Abstract Introduction Basic Geology Orgin of the Iron Industry George Washington
American Revolution Mining Dinosaurs Tales From Today The Future Acknowledgements

Appendix A.— Additional Notes on the Maryland Iron Industry

The Extent of the Maryland Iron Industry

The Council Proceedings Report to the British Commission of Trade and Plantations dated August 23, 1726, stated that there were eight furnaces and nine forges in operation in Maryland.1

Most sources agree that 15 to 20 furnaces and a like number of forges had been constructed in Maryland by the time of the Revolution. For purposes of comparison, it is interesting to note that in Pennsylvania, one of the major iron-producing colonies, 23 furnaces and 44 forges had been erected by the Revolution (although it is not known how many of these were still in operation.)2

The Maryland iron enterprises were:

Furnaces Forges
Principio Principio
Kingsbury Northeast
Lancanshire Baltimore/Gwynn's Falls
Baltimore/Gwynn's Falls Baltimore/Mount Royal
Baltimore/Charles Run Onion's Gunpowder No. 1
Onion's Gunpowder River Onion's Gunpowder No. 2
Snowden's Patuxent Snowden's Patuxent
Nottingham Ridgely's Long Calm No. 1
Ridgely's Northampton Ridgely's Long Calm No. 2
Dorsey's Elk-Ridge Unicorn
Dorsey's Curtis Creek Elk
Bush River Hockley
Antietam Cumberland
Mt. Etna Antietam/Potomac River
Mt. Etna/Leitersburg Rock Forge Furnace
Green Spring Hughes'/Antietam Creek
Catoctin Jacques'/Licking Creek
What did the Maryland Iron Works Produce?

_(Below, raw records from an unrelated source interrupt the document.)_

//! TUI application state and event loop.
//!
//! All simulation and rendering state lives in rotorviz-core; this loop only
//! translates terminal events into pointer and key calls, ticks the clock,
//! and hands the resulting scene to the rasterizer in `ui`. Mouse cells map
//! through the layout back into the active view's own coordinate space, so
//! the core hit tests never know they are running in a terminal.

use std::io;
use std::time::Duration;

use crossterm::{
    event::{
        self, DisableMouseCapture, EnableMouseCapture, Event, KeyCode, KeyEventKind, MouseButton,
        MouseEvent, MouseEventKind,
    },
    execute,
    terminal::{EnterAlternateScreen, LeaveAlternateScreen, disable_raw_mode, enable_raw_mode},
};
use ratatui::layout::Position;
use ratatui::prelude::*;

use rotorviz_core::views::ViewRenderer;
use rotorviz_core::{
    AnimationClock, FrameScheduler, HealthReport, Hit, Interaction, IntervalScheduler,
    IsometricView, LongitudinalView, OrbitMonitor, OrbitSample, PointerButton, PointerModifiers,
    RadialView, RenderInput, ResponseSweep, Scene, SimulationData, ViewMode, ViewSettings, edit,
    health, response,
};

/// Arrow-key camera nudges, tuned to feel like a short mouse drag.
const KEY_ROTATE_STEP: f64 = 0.05;
const KEY_PAN_STEP: f64 = 15.0;
/// Diameter change per arrow press while editing with a selection.
const KEY_RESIZE_STEP: f64 = 0.01;

pub struct App {
    data: SimulationData,
    settings: ViewSettings,
    clock: AnimationClock,
    scheduler: IntervalScheduler,
    interaction: Interaction,
    iso: IsometricView,
    radial: RadialView,
    longitudinal: LongitudinalView,
    monitors: Vec<OrbitMonitor>,
    samples: Vec<OrbitSample>,
    focused_bearing: usize,
    health: HealthReport,
    sweep: ResponseSweep,
    running: bool,
    /// Full terminal area of the last drawn frame, for mouse mapping.
    last_area: Rect,
}

impl App {
    pub fn new(
        data: SimulationData,
        view: ViewMode,
        mode: usize,
        operating_rpm: f64,
        fps: u32,
    ) -> Self {
        let settings = ViewSettings {
            view,
            active_mode: mode.min(data.modes.len().saturating_sub(1)),
            operating_rpm,
            ..ViewSettings::default()
        };
        let health = health::evaluate(
            &data,
            settings.active_mode,
            settings.amplitude_scale,
            settings.damping,
            operating_rpm,
        );
        let sweep = response::sweep(&data.modes, operating_rpm);
        let monitors = OrbitMonitor::for_bearings(&data);
        let samples = Vec::with_capacity(monitors.len());

        Self {
            data,
            settings,
            clock: AnimationClock::new(),
            scheduler: IntervalScheduler::from_fps(fps),
            interaction: Interaction::new(),
            iso: IsometricView::new(),
            radial: RadialView::new(),
            longitudinal: LongitudinalView::new(),
            monitors,
            samples,
            focused_bearing: 0,
            health,
            sweep,
            running: true,
            last_area: Rect::default(),
        }
    }

    pub fn run(&mut self) -> io::Result<()> {
        enable_raw_mode()?;
        let mut stdout = io::stdout();
        execute!(stdout, EnterAlternateScreen, EnableMouseCapture)?;
        let backend = CrosstermBackend::new(stdout);
        let mut terminal = Terminal::new(backend)?;

        // Install panic hook that restores terminal before printing the panic.
        let original_hook = std::panic::take_hook();
        std::panic::set_hook(Box::new(move |info| {
            let _ = disable_raw_mode();
            let _ = execute!(
                io::stdout(),
                LeaveAlternateScreen,
                DisableMouseCapture,
                crossterm::cursor::Show
            );
            original_hook(info);
        }));

        let result = self.run_loop(&mut terminal);

        // Always restore terminal, even if the loop returned an error.
        let _ = std::panic::take_hook();
        disable_raw_mode()?;
        execute!(
            terminal.backend_mut(),
            LeaveAlternateScreen,
            DisableMouseCapture,
            crossterm::cursor::Show
        )?;

        result
    }

    fn run_loop(
        &mut self,
        terminal: &mut Terminal<CrosstermBackend<io::Stdout>>,
    ) -> io::Result<()> {
        self.tick();

        while self.running {
            let frame = terminal.draw(|f| super::ui::draw(f, self))?;
            self.last_area = frame.area;

            if event::poll(Duration::from_millis(50))? {
                match event::read()? {
                    Event::Key(key) if key.kind == KeyEventKind::Press => {
                        self.handle_key(key.code);
                    }
                    Event::Mouse(mouse) => self.handle_mouse(mouse),
                    _ => {}
                }
            }

            if self.scheduler.next_frame() {
                self.tick();
            }
        }

        Ok(())
    }

    /// Advance one frame: phase, orbit probes, health.
    fn tick(&mut self) {
        self.clock.tick();
        let playing = self.clock.playing();
        self.samples = self
            .monitors
            .iter_mut()
            .map(|m| {
                m.tick(
                    &self.data,
                    self.settings.active_mode,
                    self.settings.amplitude_scale,
                    self.settings.damping,
                    playing,
                )
            })
            .collect();
        self.health = health::evaluate(
            &self.data,
            self.settings.active_mode,
            self.settings.amplitude_scale,
            self.settings.damping,
            self.settings.operating_rpm,
        );
    }

    fn handle_key(&mut self, key: KeyCode) {
        match key {
            KeyCode::Char('q') => self.running = false,
            KeyCode::Char(' ') => self.clock.toggle(),
            KeyCode::Char('v') => {
                self.settings.view = self.settings.view.cycle();
                self.interaction.reset_camera();
            }
            KeyCode::Char('m') => self.settings.cycle_mode(self.data.modes.len(), true),
            KeyCode::Char('M') => self.settings.cycle_mode(self.data.modes.len(), false),
            KeyCode::Char('+') | KeyCode::Char('=') => self.settings.bump_amplitude(true),
            KeyCode::Char('-') => self.settings.bump_amplitude(false),
            KeyCode::Char('d') => self.settings.bump_damping(true),
            KeyCode::Char('D') => self.settings.bump_damping(false),
            KeyCode::Char('e') => self.settings.editing = !self.settings.editing,
            KeyCode::Char('r') => {
                self.settings.render_mode = self.settings.render_mode.toggle();
            }
            KeyCode::Char('t') => self.settings.show_trace = !self.settings.show_trace,
            KeyCode::Char('c') => self.interaction.reset_camera(),
            KeyCode::Char('b') => {
                if !self.monitors.is_empty() {
                    self.focused_bearing = (self.focused_bearing + 1) % self.monitors.len();
                }
            }
            KeyCode::Char('[') => self.interaction.wheel(false, self.settings.editing),
            KeyCode::Char(']') => self.interaction.wheel(true, self.settings.editing),
            KeyCode::Esc => self.interaction.selection.clear(),
            KeyCode::Up | KeyCode::Down | KeyCode::Left | KeyCode::Right => self.handle_arrow(key),
            _ => {}
        }
    }

    /// Arrows resize the selection while editing, otherwise move the camera.
    fn handle_arrow(&mut self, key: KeyCode) {
        if self.settings.editing && !self.interaction.selection.is_empty() {
            if let Some(step) = match key {
                KeyCode::Up => Some(KEY_RESIZE_STEP),
                KeyCode::Down => Some(-KEY_RESIZE_STEP),
                _ => None,
            } {
                self.nudge_selection(step);
            }
            return;
        }

        let orbiting = matches!(self.settings.view, ViewMode::Isometric | ViewMode::All);
        match key {
            KeyCode::Left if orbiting => self.interaction.camera.rotate_by(-KEY_ROTATE_STEP, 0.0),
            KeyCode::Right if orbiting => self.interaction.camera.rotate_by(KEY_ROTATE_STEP, 0.0),
            KeyCode::Up if orbiting => self.interaction.camera.rotate_by(0.0, KEY_ROTATE_STEP),
            KeyCode::Down if orbiting => self.interaction.camera.rotate_by(0.0, -KEY_ROTATE_STEP),
            KeyCode::Left => self.interaction.camera.pan_by(-KEY_PAN_STEP, 0.0),
            KeyCode::Right => self.interaction.camera.pan_by(KEY_PAN_STEP, 0.0),
            KeyCode::Up => self.interaction.camera.pan_by(0.0, -KEY_PAN_STEP),
            KeyCode::Down => self.interaction.camera.pan_by(0.0, KEY_PAN_STEP),
            _ => {}
        }
    }

    fn nudge_selection(&mut self, step: f64) {
        let targets: Vec<usize> = self.interaction.selection.segments().collect();
        let Some(&pressed) = targets.first() else {
            return;
        };
        let Some(segment) = self.data.shaft_segments.get(pressed) else {
            return;
        };
        let diameter = segment.outer_diameter + step;
        if edit::resize_segments(&mut self.data, pressed, &targets, diameter).is_some() {
            self.sweep = response::sweep(&self.data.modes, self.settings.operating_rpm);
        }
    }

    fn handle_mouse(&mut self, mouse: MouseEvent) {
        let Some(point) = self.viewport_point(mouse.column, mouse.row) else {
            // Crossing out of the canvas mid-drag must not leave a stale drag.
            if matches!(mouse.kind, MouseEventKind::Up(_) | MouseEventKind::Moved) {
                self.interaction.pointer_leave();
            }
            return;
        };

        match mouse.kind {
            MouseEventKind::Down(button) => {
                let hit = self.hit_at(point);
                let modifiers = PointerModifiers {
                    shift: mouse.modifiers.contains(event::KeyModifiers::SHIFT),
                    ctrl: mouse.modifiers.contains(event::KeyModifiers::CONTROL),
                };
                let button = match button {
                    MouseButton::Right => PointerButton::Secondary,
                    _ => PointerButton::Primary,
                };
                self.interaction.pointer_down(
                    point,
                    button,
                    modifiers,
                    hit,
                    self.settings.view,
                    self.settings.editing,
                );
            }
            MouseEventKind::Drag(_) => {
                if let Some(request) = self.interaction.pointer_move(point)
                    && edit::resize_segments(
                        &mut self.data,
                        request.pressed,
                        &request.targets,
                        request.diameter,
                    )
                    .is_some()
                {
                    self.sweep = response::sweep(&self.data.modes, self.settings.operating_rpm);
                }
            }
            MouseEventKind::Up(_) => self.interaction.pointer_up(point),
            MouseEventKind::ScrollUp => self.interaction.wheel(true, self.settings.editing),
            MouseEventKind::ScrollDown => self.interaction.wheel(false, self.settings.editing),
            _ => {}
        }
    }

    /// Map a terminal cell onto the active view's viewport, or None when the
    /// cell is outside the scene canvas.
    fn viewport_point(&self, column: u16, row: u16) -> Option<(f64, f64)> {
        let canvas = super::ui::layout(self.last_area).scene_inner();
        if canvas.width == 0 || canvas.height == 0 {
            return None;
        }
        if !canvas.contains(Position::new(column, row)) {
            return None;
        }
        let (w, h) = self.active_viewport();
        let x = (column - canvas.x) as f64 / canvas.width as f64 * w;
        let y = (row - canvas.y) as f64 / canvas.height as f64 * h;
        Some((x, y))
    }

    fn active_viewport(&self) -> (f64, f64) {
        match self.settings.view {
            // The composite is isometric-sized with insets on top.
            ViewMode::Isometric | ViewMode::All => self.iso.viewport(),
            ViewMode::Radial => self.radial.viewport(),
            ViewMode::Longitudinal => self.longitudinal.viewport(),
        }
    }

    fn hit_at(&self, point: (f64, f64)) -> Option<Hit> {
        let input = self.render_input();
        let index = match self.settings.view {
            ViewMode::Isometric | ViewMode::All => self.iso.segment_at(point, &input),
            ViewMode::Radial => self.radial.segment_at(point, &input),
            ViewMode::Longitudinal => self.longitudinal.segment_at(point, &input),
        }?;
        let diameter = self.data.shaft_segments.get(index)?.outer_diameter;
        Some(Hit { index, diameter })
    }

    fn render_input(&self) -> RenderInput<'_> {
        RenderInput {
            data: &self.data,
            camera: &self.interaction.camera,
            settings: &self.settings,
            phase: self.clock.phase(),
            playing: self.clock.playing(),
            selection: &self.interaction.selection,
            danger: self.health.status == rotorviz_core::HealthStatus::Danger,
        }
    }

    /// Render the active view to a depth-sorted scene.
    pub fn render_scene(&mut self) -> Scene {
        let input = RenderInput {
            data: &self.data,
            camera: &self.interaction.camera,
            settings: &self.settings,
            phase: self.clock.phase(),
            playing: self.clock.playing(),
            selection: &self.interaction.selection,
            danger: self.health.status == rotorviz_core::HealthStatus::Danger,
        };
        let mut scene = match self.settings.view {
            ViewMode::Isometric => self.iso.render(&input),
            ViewMode::Radial => self.radial.render(&input),
            ViewMode::Longitudinal => self.longitudinal.render(&input),
            ViewMode::All => rotorviz_core::compose_all(
                &mut self.iso,
                &mut self.radial,
                &mut self.longitudinal,
                &input,
            ),
        };
        scene.sort_by_depth();
        scene
    }

    // -- read accessors for the ui module --

    pub fn data(&self) -> &SimulationData {
        &self.data
    }

    pub fn settings(&self) -> &ViewSettings {
        &self.settings
    }

    pub fn playing(&self) -> bool {
        self.clock.playing()
    }

    pub fn phase(&self) -> f64 {
        self.clock.phase()
    }

    pub fn health(&self) -> &HealthReport {
        &self.health
    }

    pub fn sweep(&self) -> &ResponseSweep {
        &self.sweep
    }

    pub fn monitors(&self) -> &[OrbitMonitor] {
        &self.monitors
    }

    pub fn samples(&self) -> &[OrbitSample] {
        &self.samples
    }

    pub fn focused_bearing(&self) -> usize {
        self.focused_bearing
    }

    pub fn selection_len(&self) -> usize {
        self.interaction.selection.segments().count()
    }
}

The furnaces turned out pig iron and large cast objects. The forges produced bar iron, which is purer and more easily wrought product than pig iron. Because of the design of the furnaces, and the contemporary iron-making procedures, it is probably that the cast iron and the pig iron of the colonial era were far cruder materials than what we in the twentieth century have come to associate with the term "cast iron." The eighteenth century variety must have had a very high slag content, and without refining it in a forge, it could have been used only for rather rough castings.

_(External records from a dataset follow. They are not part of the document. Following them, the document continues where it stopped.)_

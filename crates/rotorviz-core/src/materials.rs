//! Static material table for shaft segments.

/// Physical and display properties of a shaft material.
#[derive(Debug, Clone, Copy, PartialEq)]
pub struct Material {
    pub id: &'static str,
    pub name: &'static str,
    /// kg/m^3
    pub density: f64,
    /// Pa
    pub youngs_modulus: f64,
    /// Display color (hex).
    pub color: &'static str,
    pub description: &'static str,
}

pub const MATERIALS: [Material; 3] = [
    Material {
        id: "steel",
        name: "Steel",
        density: 7850.0,
        youngs_modulus: 210e9,
        color: "#94a3b8",
        description: "High strength, heavy material",
    },
    Material {
        id: "aluminum",
        name: "Aluminum",
        density: 2700.0,
        youngs_modulus: 70e9,
        color: "#cbd5e1",
        description: "Lightweight, lower stiffness",
    },
    Material {
        id: "titanium",
        name: "Titanium",
        density: 4500.0,
        youngs_modulus: 110e9,
        color: "#9ca3af",
        description: "High strength-to-weight ratio",
    },
];

pub const DEFAULT_MATERIAL_ID: &str = "steel";

/// Lookup by id; unknown ids fall back to the first (default) material so a
/// dataset with a stray id still renders.
pub fn material_by_id(id: &str) -> &'static Material {
    MATERIALS.iter().find(|m| m.id == id).unwrap_or(&MATERIALS[0])
}

#[cfg(test)]
mod tests {
    use super::*;

    #[test]
    fn test_lookup_by_id_exact() {
        assert_eq!(material_by_id("titanium").density, 4500.0);
        assert_eq!(material_by_id("aluminum").youngs_modulus, 70e9);
    }

    #[test]
    fn test_unknown_id_falls_back_to_steel() {
        let m = material_by_id("unobtainium");
        assert_eq!(m.id, "steel");
        assert_eq!(m.color, "#94a3b8");
    }

    #[test]
    fn test_default_id_resolves() {
        assert_eq!(material_by_id(DEFAULT_MATERIAL_ID).name, "Steel");
    }
}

Iron pigs were rectangular chunks, generally measuring 48"' 6"'3". One example marked "Patuxent Furnace, 1755"3 (recently recovered from the wreck of a French ship, Marqui de Malauze salvaged by the Canadian National Historic Sites Service) weighed 57 pounds. Pig iron had at least one "use" in that it was frequently carried as ballast in sailing ships.

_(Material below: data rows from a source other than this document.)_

fn draw_response(f: &mut Frame, area: Rect, app: &App) {
    let sweep = app.sweep();
    let data: Vec<(f64, f64)> = sweep.points.iter().map(|p| (p.rpm, p.amplitude)).collect();
    let y_max = data.iter().map(|p| p.1).fold(1e-9_f64, f64::max) * 1.1;

    let op_marker = [
        (sweep.operating_rpm, 0.0),
        (sweep.operating_rpm, y_max * 0.25),
        (sweep.operating_rpm, y_max * 0.5),
        (sweep.operating_rpm, y_max * 0.75),
        (sweep.operating_rpm, y_max),
    ];
    let datasets = vec![
        Dataset::default()
            .marker(symbols::Marker::Braille)
            .style(Style::default().fg(Color::Magenta))
            .data(&data),
        Dataset::default()
            .marker(symbols::Marker::Dot)
            .style(Style::default().fg(Color::DarkGray))
            .data(&op_marker),
    ];

    let chart = Chart::new(datasets)
        .block(
            Block::default()
                .borders(Borders::ALL)
                .title(" Unbalance Response "),
        )
        .x_axis(Axis::default().bounds([0.0, sweep.max_rpm]).labels(vec![
            Line::from("0"),
            Line::from(format!("{:.0}", sweep.max_rpm)),
        ]))
        .y_axis(Axis::default().bounds([0.0, y_max]).labels(vec![
            Line::from("0"),
            Line::from(format!("{y_max:.1}")),
        ]));

    f.render_widget(chart, area);
}

// ---------------------------------------------------------------------------
// Key help
// ---------------------------------------------------------------------------

fn draw_keys(f: &mut Frame, area: Rect) {
    let bar = Paragraph::new(
        " space: pause   v: view   m: mode   +/-: amplitude   d: damping   e: edit   t: trace   r: solid   b: bearing   [/]: zoom   c: camera   q: quit",
    )
    .style(Style::default().bg(Color::DarkGray).fg(Color::White));
    f.render_widget(bar, area);
}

Items cast directly at the furnace included firebacks — large flat pieces of iron which were placed at the rear of a fireplace to hold and reflect the heat; heavy implements for forges, including hammers and anvils; and stove plates. Other simple items were cast directly, utilizing molding sand and wood patterns. Such efforts resulted in what was generally termed "hollow ware" and included "pots, pans, skillets, sugar kettles, Dutch ovens . . ."4

Probably the largest items cast by Maryland furnaces were cannons. In the eighteenth century, cannon and shot were still produced by direct casting of iron. They had been the "principal product" of the English charcoal iron industry as far back as the mid-sixteenth century.5 It is widely rumored that cannon and ammunition for the Revolutionary War were produced at nearly every ironworks in Maryland. However, documentary evidence so far indicates that cannon casting took place only at Antietam Furnace, Elk-Ridge Furnace, Mt. Etna Furnace and the Baltimore Iron Works.

Most of the furnace production went into pigs which were then converted to bar iron, mostly for local use. ". . . The larger part of all the iron produced at the furnaces and forges was manufactured into tools, implements and wares, used chiefly by the colonists themselves."6 It was bar iron which was then wrought into the great variety of colonial necessities: nails, axes, shovels, scythes, hoes, chain, tire iron, hardware for other trades, including milling, shipbuilding, blacksmithing, coopering, lumbering, domestic fittings, including hinges, bolts, straps, and cooking gear.

1 Quoted in John H. Alexander, Report on the Manufacture of Iron (Annapolis: William McNeir, 1840), p. 70.

2 Bining, [Arthur C., 1938,] Pennsylvania [Iron Manufactureres in the Eighteenth Century: Pennsylvania Historical Commission, Harrisburg], pp. 187-89.

3 The Iron Act of 1750 required that pigs be stamped with the date of manufacture and the name of the furnace. See Bining, Pennsylvania, pp. 154-5.

4 Bining, Pennsylvania, p. 80.

5 Ashton, Iron and Steel, p. 7.

6 Bining, Pennsylvania, p. 80.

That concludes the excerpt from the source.